The animal kingdom, yet undiscovered in its entirety and still fascinating for the researchers, includes, both on and inside the earth, water or air, vertebrates and invertebrates, some harmless, other dangerous.
Poisonous animals are living creatures that produce poisonous substances, both for individuals of other animal species, as well as for humans. Numerous species of poisonous animals are known in the world: approximately 600 species of venomous snakes, approximately 3,000 species of poisonous fishes etc.
Among the most poisonous creatures of the planet we may identify: The Southern Blue-Ringed Octopus (Hapalochlaena maculosa), The Golden Poison Frog (Phyllobates terribilis), The Box Jellyfish (Chironex fleckeri), and The Desert Taipan (Oxyuranus microlepidotus).
The Southern Blue-Ringed Octopus (Hapalochlaena maculosa) is represented on the stamp with the face value of Lei 3.50. It weights on average 38 grams, and can be found in rocky cliff areas, tidal basins etc., of the southern coast of Australia.
Despite its small size, up to 20 cm, the octopus from Hapalochlaena genus is known to be one of the most venomous marine animals on the planet. Its poison, for which no antidote was found, is 1,200 times stronger than cyanide, causing motor paralysis and respiratory arrest that may lead to heart attack. Despite of its venom, the Southern Blue-Ringed Octopus is a shy creature that camouflages until it feels challenged to attack.
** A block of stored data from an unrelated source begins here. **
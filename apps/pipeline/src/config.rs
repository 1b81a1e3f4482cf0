use std::path::PathBuf;

use anyhow::{Context, Result};

/// Application configuration loaded from environment variables.
/// Startup aborts if required API keys are missing.
#[derive(Debug, Clone)]
pub struct Config {
    pub gemini_api_key: String,
    pub pexels_api_key: String,
    pub search_query: String,
    pub photos_per_run: u32,
    pub output_dir: PathBuf,
    pub font_path: PathBuf,
    pub font_size_px: f32,
    pub max_in_flight: usize,
    pub rust_log: String,
}

impl Config {
    pub fn from_env() -> Result<Self> {
        dotenvy::dotenv().ok(); // load .env if present; ignore if missing

        Ok(Config {
            gemini_api_key: require_env("GEMINI_API_KEY")?,
            pexels_api_key: require_env("PEXELS_API_KEY")?,
            search_query: std::env::var("SEARCH_QUERY").unwrap_or_else(|_| "space".to_string()),
            photos_per_run: std::env::var("PHOTOS_PER_RUN")
                .unwrap_or_else(|_| "50".to_string())
                .parse::<u32>()
                .context("PHOTOS_PER_RUN must be a positive number")?,
            output_dir: std::env::var("OUTPUT_DIR")
                .unwrap_or_else(|_| "./images".to_string())
                .into(),
            font_path: std::env::var("FONT_PATH")
                .unwrap_or_else(|_| "./assets/Lobster-Regular.ttf".to_string())
                .into(),
            font_size_px: std::env::var("FONT_SIZE_PX")
                .unwrap_or_else(|_| "64".to_string())
                .parse::<f32>()
                .context("FONT_SIZE_PX must be a number")?,
            max_in_flight: std::env::var("MAX_IN_FLIGHT")
                .unwrap_or_else(|_| "8".to_string())
                .parse::<usize>()
                .context("MAX_IN_FLIGHT must be a positive number")?,
            rust_log: std::env::var("RUST_LOG").unwrap_or_else(|_| "info".to_string()),
        })
    }
}

fn require_env(key: &str) -> Result<String> {
    std::env::var(key).with_context(|| format!("Required environment variable '{key}' is not set"))
}
// Text layout — canonical canvas sizing, wrapping, measurement, centering.
// Deterministic given a TypeFace; no I/O anywhere in this module tree.

pub mod typeface;
pub mod wrap;

use typeface::TypeFace;

/// Fixed working width every canvas is resized to before composition.
pub const CANONICAL_WIDTH: u32 = 1920;
/// Fixed text box width, leaving symmetric 60px margins at canonical width.
pub const TEXT_BOX_WIDTH: u32 = 1800;

/// Top-left position and size of the text block on the canonical canvas.
///
/// Coordinates are signed: the fixed box dimensions are chosen so they stay
/// non-negative for the supported photo sizes, but an over-tall block is
/// not clamped or shrunk here.
#[derive(Debug, Clone, Copy, PartialEq, Eq)]
pub struct Placement {
    pub x: i32,
    pub y: i32,
    pub width: u32,
    pub height: u32,
}

/// The measured, display-ready text block: one entry per rendered line.
#[derive(Debug, Clone, PartialEq)]
pub struct TextBlock {
    pub lines: Vec<String>,
    pub width: u32,
    pub height: u32,
}

/// Scales `(width, height)` so width becomes `CANONICAL_WIDTH`, preserving
/// aspect ratio. No cropping, no distortion.
pub fn canonical_size(width: u32, height: u32) -> (u32, u32) {
    let scaled = f64::from(height) * f64::from(CANONICAL_WIDTH) / f64::from(width);
    (CANONICAL_WIDTH, scaled.round() as u32)
}

/// Centers a `block_w` × `block_h` box inside a `canvas_w` × `canvas_h`
/// canvas.
pub fn centered_placement(canvas_w: u32, canvas_h: u32, block_w: u32, block_h: u32) -> Placement {
    Placement {
        x: (canvas_w as i32 - block_w as i32) / 2,
        y: (canvas_h as i32 - block_h as i32) / 2,
        width: block_w,
        height: block_h,
    }
}

/// Builds the display line list for a quote at `max_width` pixels.
///
/// Two passes: `wrap::wrap` bounds each line at 15 words, then each of those
/// lines is greedy-wrapped at the pixel budget using the face metrics. Block
/// height is the line count times the face line height.
pub fn layout_block(text: &str, face: &dyn TypeFace, max_width: u32) -> TextBlock {
    let wrapped = wrap::wrap(text);
    let mut lines = Vec::new();
    for line in wrapped.lines() {
        lines.extend(wrap_line_to_width(line, face, max_width as f32));
    }
    let height = (lines.len() as f32 * face.line_height()).ceil() as u32;
    TextBlock {
        lines,
        width: max_width,
        height,
    }
}

/// Lays out `quote` in the fixed text box and centers it on the canvas.
pub fn place_block(
    quote: &str,
    face: &dyn TypeFace,
    canvas_w: u32,
    canvas_h: u32,
) -> (TextBlock, Placement) {
    let block = layout_block(quote, face, TEXT_BOX_WIDTH);
    let placement = centered_placement(canvas_w, canvas_h, block.width, block.height);
    (block, placement)
}

/// Greedy word-wrap of a single line against a pixel budget. A word wider
/// than the budget gets a line of its own rather than being split.
fn wrap_line_to_width(line: &str, face: &dyn TypeFace, max_width: f32) -> Vec<String> {
    let mut lines = Vec::new();
    let mut current = String::new();

    for word in line.split_whitespace() {
        if current.is_empty() {
            current = word.to_string();
            continue;
        }
        let candidate = format!("{current} {word}");
        if face.line_width(&candidate) > max_width {
            lines.push(std::mem::take(&mut current));
            current = word.to_string();
        } else {
            current = candidate;
        }
    }
    if !current.is_empty() {
        lines.push(current);
    }
    lines
}
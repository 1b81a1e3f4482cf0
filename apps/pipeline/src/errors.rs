use thiserror::Error;

/// Per-item pipeline error.
///
/// Every variant is terminal for one photo only: `batch` logs it and moves
/// on. Nothing here may abort sibling items or the process.
#[derive(Debug, Error)]
pub enum PipelineError {
    #[error("no quote available")]
    QuoteUnavailable,

    #[error("image download failed: {0}")]
    Download(#[from] reqwest::Error),

    #[error("image error: {0}")]
    Image(#[from] image::ImageError),

    #[error("I/O error: {0}")]
    Io(#[from] std::io::Error),
}
/// LLM Client — the single point of entry for all text-generation calls.
///
/// ARCHITECTURAL RULE: no other module may call the generation service
/// directly. All quote generation MUST go through `QuoteClient`.
///
/// The transport is behind the `TextGenerator` trait so tests can substitute
/// an in-process mock; production wires in `gemini::GeminiClient`.
use std::sync::Arc;
use std::time::Duration;

use async_trait::async_trait;
use thiserror::Error;
use tracing::{error, warn};

pub mod gemini;
pub mod prompts;

/// Maximum generation attempts per quote, counting the first call.
const MAX_ATTEMPTS: u32 = 5;

#[derive(Debug, Error)]
pub enum LlmError {
    #[error("HTTP error: {0}")]
    Http(#[from] reqwest::Error),

    #[error("API error (status {status}): {message}")]
    Api { status: u16, message: String },

    #[error("rate limited (status 429)")]
    RateLimited,

    #[error("generation returned empty content")]
    EmptyContent,
}

/// A single-shot text-generation backend. One call, one result; the retry
/// policy lives in `QuoteClient`, not in implementations.
#[async_trait]
pub trait TextGenerator: Send + Sync {
    async fn generate_content(&self, prompt: &str) -> Result<String, LlmError>;
}

/// Resilient quote source: drives a `TextGenerator` with bounded retry and
/// linear backoff on rate-limit responses.
pub struct QuoteClient {
    service: Arc<dyn TextGenerator>,
    prompt: String,
}

impl QuoteClient {
    pub fn new(service: Arc<dyn TextGenerator>) -> Self {
        Self {
            service,
            prompt: prompts::QUOTE_PROMPT.to_string(),
        }
    }

    /// Requests one quote from the generation service.
    ///
    /// Retries only on rate-limit responses, waiting `attempt * 2` seconds
    /// before each retry (2s, 4s, 6s, 8s). Any other error is terminal and
    /// yields `None` immediately; so does exhausting all attempts. Each call
    /// is independent: no conversation state is carried between quotes.
    pub async fn generate(&self) -> Option<String> {
        for attempt in 1..=MAX_ATTEMPTS {
            match self.service.generate_content(&self.prompt).await {
                Ok(text) => return Some(prompts::strip_quote_marks(&text).to_string()),
                Err(LlmError::RateLimited) => {
                    if attempt == MAX_ATTEMPTS {
                        break;
                    }
                    let delay = Duration::from_secs(u64::from(attempt) * 2);
                    warn!("Rate limit hit, retrying in {} seconds...", delay.as_secs());
                    tokio::time::sleep(delay).await;
                }
                Err(e) => {
                    error!("Error generating quote: {e}");
                    return None;
                }
            }
        }
        error!("Failed to generate quote after {MAX_ATTEMPTS} attempts.");
        None
    }
}
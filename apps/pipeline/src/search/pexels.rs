//! Pexels backend for the `PhotoSearch` trait.

use async_trait::async_trait;
use reqwest::Client;
use serde::Deserialize;
use tracing::debug;

use super::{Photo, PhotoSearch, SearchError};

const PEXELS_API_URL: &str = "https://api.pexels.com/v1/search";
const REQUEST_TIMEOUT: std::time::Duration = std::time::Duration::from_secs(30);

#[derive(Debug, Deserialize)]
struct SearchResponse {
    #[serde(default)]
    photos: Vec<PexelsPhoto>,
}

#[derive(Debug, Deserialize)]
struct PexelsPhoto {
    id: u64,
    src: PhotoSources,
}

#[derive(Debug, Deserialize)]
struct PhotoSources {
    large: String,
}

impl From<PexelsPhoto> for Photo {
    fn from(photo: PexelsPhoto) -> Self {
        Photo {
            id: photo.id,
            url: photo.src.large,
        }
    }
}

#[derive(Clone)]
pub struct PexelsClient {
    client: Client,
    api_key: String,
}

impl PexelsClient {
    pub fn new(api_key: String) -> Self {
        Self {
            client: Client::builder()
                .timeout(REQUEST_TIMEOUT)
                .build()
                .expect("Failed to build HTTP client"),
            api_key,
        }
    }
}

#[async_trait]
impl PhotoSearch for PexelsClient {
    async fn search(&self, query: &str, per_page: u32) -> Result<Vec<Photo>, SearchError> {
        let per_page = per_page.to_string();
        let response = self
            .client
            .get(PEXELS_API_URL)
            .header("Authorization", &self.api_key)
            .query(&[("query", query), ("per_page", per_page.as_str())])
            .send()
            .await?;

        let status = response.status();
        if !status.is_success() {
            let body = response.text().await.unwrap_or_default();
            return Err(SearchError::Api {
                status: status.as_u16(),
                message: body,
            });
        }

        let parsed: SearchResponse = response.json().await?;
        debug!("Search returned {} photos for '{query}'", parsed.photos.len());

        Ok(parsed.photos.into_iter().map(Photo::from).collect())
    }
}

#[cfg(test)]
mod tests {
    use super::*;

    #[test]
    fn test_search_response_maps_id_and_large_rendition() {
        let raw = r#"{
            "page": 1,
            "per_page": 2,
            "photos": [
                {
                    "id": 2014422,
                    "width": 3024,
                    "height": 3024,
                    "url": "https://www.pexels.com/photo/2014422/",
                    "photographer": "Joey Farina",
                    "src": {
                        "original": "https://images.pexels.com/photos/2014422/original.jpg",
                        "large": "https://images.pexels.com/photos/2014422/large.jpg",
                        "medium": "https://images.pexels.com/photos/2014422/medium.jpg"
                    }
                }
            ],
            "total_results": 8000
        }"#;
        let parsed: SearchResponse = serde_json::from_str(raw).unwrap();
        let photos: Vec<Photo> = parsed.photos.into_iter().map(Photo::from).collect();

        assert_eq!(photos.len(), 1);
        assert_eq!(photos[0].id, 2014422);
        assert_eq!(
            photos[0].url,
            "https://images.pexels.com/photos/2014422/large.jpg"
        );
    }

    #[test]
    fn test_search_response_empty_photos() {
        let parsed: SearchResponse =
            serde_json::from_str(r#"{"page": 1, "photos": [], "total_results": 0}"#).unwrap();
        assert!(parsed.photos.is_empty());
    }
}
The stamp with the face value of Lei 4 illustrates The Golden Poison Frog (Phyllobates terribilis), a sociable batracian that lives in small groups of five or six on the Pacific Coast of Colombia. The ideal living environment for this variety of frogs is represented by tropical forests located at an altitude of 100-200 m. The species, diurnal and predominantly terrestrial, is very sensitive to any form of anthropic pressure. With a length up to 45 mm, the frogs have a dorsal color of bright yellow, orange or metallic green, depending on the area they come from.
From the studies of the specialists, it resulted that the Golden Poison Frog contains one of the most toxic substances in the animal world; only the Conus snail’ venom is more powerful at an equal dose.
Its toxins, secreted by skin glands, are taken over by the body from food, respectively from certain insects. Due to extreme toxicity, the little frog has no natural enemies, except the snakes of Erythrolamprus epinephelus species, the only species immune to little frog’s toxin.
The poison of a single little frog is enough to kill two African elephants or 10-20 people.
Known for its extremely powerful venom, The Box Jellyfish (Chironex fleckeri) is illustrated on the stamp with the face value of Lei 4.50. Hosted mainly by the coastal waters of Australia and the Indo-Pacific area, The Box Jellyfish, like other Cubozoa class’ jellyfish, has a more complex nervous system than other jellyfish and integrates multiple sensory information having eyes capable of forming images and differentiating colors, as well as other sensory organs that help to detect the vibrations that can endanger it, and maintain its balance and orientation in the water.
This jellyfish is translucent, has a diameter of about 15-35 cm, and its 60 tentacles can reach up to 3 m long. Each tentacle contains millions of cells with small venomous thorns in the form of microscopic harpoons; cells have a trigger mechanism that plants the thorns in the prey. Its sting is very painful, attacks the heart and the nervous system.
The Box Jellyfish is hunted by sea turtles, immune to the jellyfish venom.
The holder of the most powerful venom among all species of snakes that crawl on the Earth’s surface is The Desert Taipan (Oxyuranus microlepidotus) illustrated on the stamp having the face value of Lei 16, an endemic species for the arid and rocky areas of central and southern Australia. Large-sized and with a length of 1.8-2.5 m at maturity, the Desert Taipan adapts its coloring to the season, making it lighter in warm season and darker in the cold season.
According to some estimates, the taipan’s venom is about 70 times more powerful than the one of The King Cobra; he acts very fast. A single bite of it can kill about 110,000 mice, and a bitten man may die as early as 45 minutes. The venom affects the nervous system and paralyzes the respiratory system.
On the “First Day” Cover is illustrated The King Cobra (Ophiophagus hannah), the largest species among the venomous serpents, who usually reaches a length of 3-4 m, and the largest ones, nearly 6 m. We may find it in dense tropical rainforest regions, close to water, in Southeast Asia. Its name, which in Latin means “snakes eater”, is justified because it feeds only with snakes and lizards.
The King Cobra lives on the ground, is active diurnally and less frequently at night. It is monogamous, quite unusual in snakes, and oviparous, being the only snake species that builds a nest. The cobra venom contains powerful neurotoxins that, at a certain dose, are lethal to humans.
Romfilatelia expresses its gratitude to “Grigore Antipa” National Museum of Natural History from Bucharest for the documentary support given for this postage stamp issue.